Renewable energy sources like solar and wind are intermittent, meaning they don’t produce electricity constantly. Batteries help solve this problem by storing excess energy and releasing it when needed.
This creates another powerful demand driver for battery technology alongside the rapid growth of AI infrastructure.
How investors can gain exposure
For investors looking to access this trend, the Global X Battery Tech & Lithium ETF (ACDC) provides exposure to companies involved in battery technology and the lithium supply chain.

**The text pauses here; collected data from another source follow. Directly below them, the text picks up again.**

// Copyright (C) 2026  Caprica Software Limited
//
// This program is free software: you can redistribute it and/or modify
// it under the terms of the GNU General Public License as published by
// the Free Software Foundation, either version 3 of the License, or
// (at your option) any later version.
//
// This program is distributed in the hope that it will be useful,
// but WITHOUT ANY WARRANTY; without even the implied warranty of
// MERCHANTABILITY or FITNESS FOR A PARTICULAR PURPOSE.  See the
// GNU General Public License for more details.
//
// You should have received a copy of the GNU General Public License
// along with this program.  If not, see <https://www.gnu.org/licenses/>.

//! Domain models and core data structures.
//!
//! This module defines the central entities of the view: Tracks with their
//! artist and album credits, the canonical [`TableModel`] derived from host
//! payloads, and the [`PayloadKind`] tag naming the four payload shapes the
//! host can push.
//!
//! Payloads originate from a streaming-music API and are only loosely typed,
//! so every track field is decoded permissively: anything missing falls back
//! to a default, and identifiers accept either an integer or a numeric
//! string. An identifier that cannot be read as a non-negative integer
//! decodes to `None`; actions targeting such a row are later dropped without
//! a command being issued.

pub(crate) mod normalize;
pub(crate) mod session;

use std::fmt;

use serde::{Deserialize, Deserializer, Serialize};
use serde_json::Value;

/// One playable song, as pushed by the host.
#[derive(Debug, Clone, PartialEq, Serialize, Deserialize)]
pub(crate) struct Track {
    #[serde(default, deserialize_with = "lenient_id")]
    pub(crate) id: Option<i64>,
    #[serde(default)]
    pub(crate) name: String,
    #[serde(default)]
    pub(crate) artists: Vec<ArtistRef>,
    #[serde(default)]
    pub(crate) album: AlbumRef,
    /// Duration in milliseconds.
    #[serde(default)]
    pub(crate) duration: i64,
    /// Music-video identifier; `0` means the track has no video.
    #[serde(default, alias = "mvid", alias = "mvId", deserialize_with = "lenient_video_id")]
    pub(crate) mv_id: i64,
}

/// An artist credited on a track.
#[derive(Debug, Clone, Default, PartialEq, Serialize, Deserialize)]
pub(crate) struct ArtistRef {
    #[serde(default, deserialize_with = "lenient_id")]
    pub(crate) id: Option<i64>,
    #[serde(default)]
    pub(crate) name: String,
}

/// The album a track belongs to.
#[derive(Debug, Clone, Default, PartialEq, Serialize, Deserialize)]
pub(crate) struct AlbumRef {
    #[serde(default, deserialize_with = "lenient_id")]
    pub(crate) id: Option<i64>,
    #[serde(default)]
    pub(crate) name: String,
}

/// The four payload shapes a host push can carry, chosen explicitly by the
/// push envelope rather than inferred from field presence.
#[derive(Debug, Clone, Copy, PartialEq, Eq)]
pub(crate) enum PayloadKind {
    Search,
    Playlist,
    Artist,
    Album,
}

impl PayloadKind {
    pub(crate) fn as_str(&self) -> &'static str {
        match self {
            PayloadKind::Search => "search",
            PayloadKind::Playlist => "playlist",
            PayloadKind::Artist => "artist",
            PayloadKind::Album => "album",
        }
    }
}

impl fmt::Display for PayloadKind {
    fn fmt(&self, f: &mut fmt::Formatter<'_>) -> fmt::Result {
        f.write_str(self.as_str())
    }
}

/// Canonical, renderable representation of one table of songs.
///
/// `count` is always derived from `items`; callers never supply it.
#[derive(Debug, Clone, Default, PartialEq)]
pub(crate) struct TableModel {
    pub(crate) title: String,
    pub(crate) cover_image_url: String,
    pub(crate) count: usize,
    pub(crate) items: Vec<Track>,
}

impl TableModel {
    pub(crate) fn new(title: String, cover_image_url: String, items: Vec<Track>) -> Self {
        Self {
            title,
            cover_image_url,
            count: items.len(),
            items,
        }
    }
}

// Reads an identifier that may arrive as an integer or as a numeric string.
// Anything else, including negative numbers, decodes to `None`.
fn parse_id(value: &Value) -> Option<i64> {
    let id = match value {
        Value::Number(number) => number.as_i64(),
        Value::String(text) => text.trim().parse::<i64>().ok(),
        _ => None,
    };
    id.filter(|id| *id >= 0)
}

fn lenient_id<'de, D>(deserializer: D) -> Result<Option<i64>, D::Error>
where
    D: Deserializer<'de>,
{
    let value = Value::deserialize(deserializer)?;
    Ok(parse_id(&value))
}

fn lenient_video_id<'de, D>(deserializer: D) -> Result<i64, D::Error>
where
    D: Deserializer<'de>,
{
    let value = Value::deserialize(deserializer)?;
    Ok(parse_id(&value).unwrap_or(0))
}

The ETF invests across areas such as:
- Lithium mining and refining
- Battery manufacturing
- Energy storage technology
- Electric vehicle battery production
As demand for energy storage systems grows, both from AI data centres and the global energy transition, companies operating across these industries could benefit from rising investment and deployment.
The opportunity
AI is creating a new wave of electricity demand, and batteries are becoming essential infrastructure for powering the next generation of data centres.
At the same time, governments around the world are accelerating investment in energy storage as part of broader energy security and renewable energy goals.
For investors, this means battery technology is increasingly sitting at the intersection of two major long-term trends: the rise of AI and the global transition toward cleaner, more resilient energy systems.
The Global X Battery Tech & Lithium ETF (ACDC) offers investors a way to gain diversified exposure to companies positioned to benefit from both.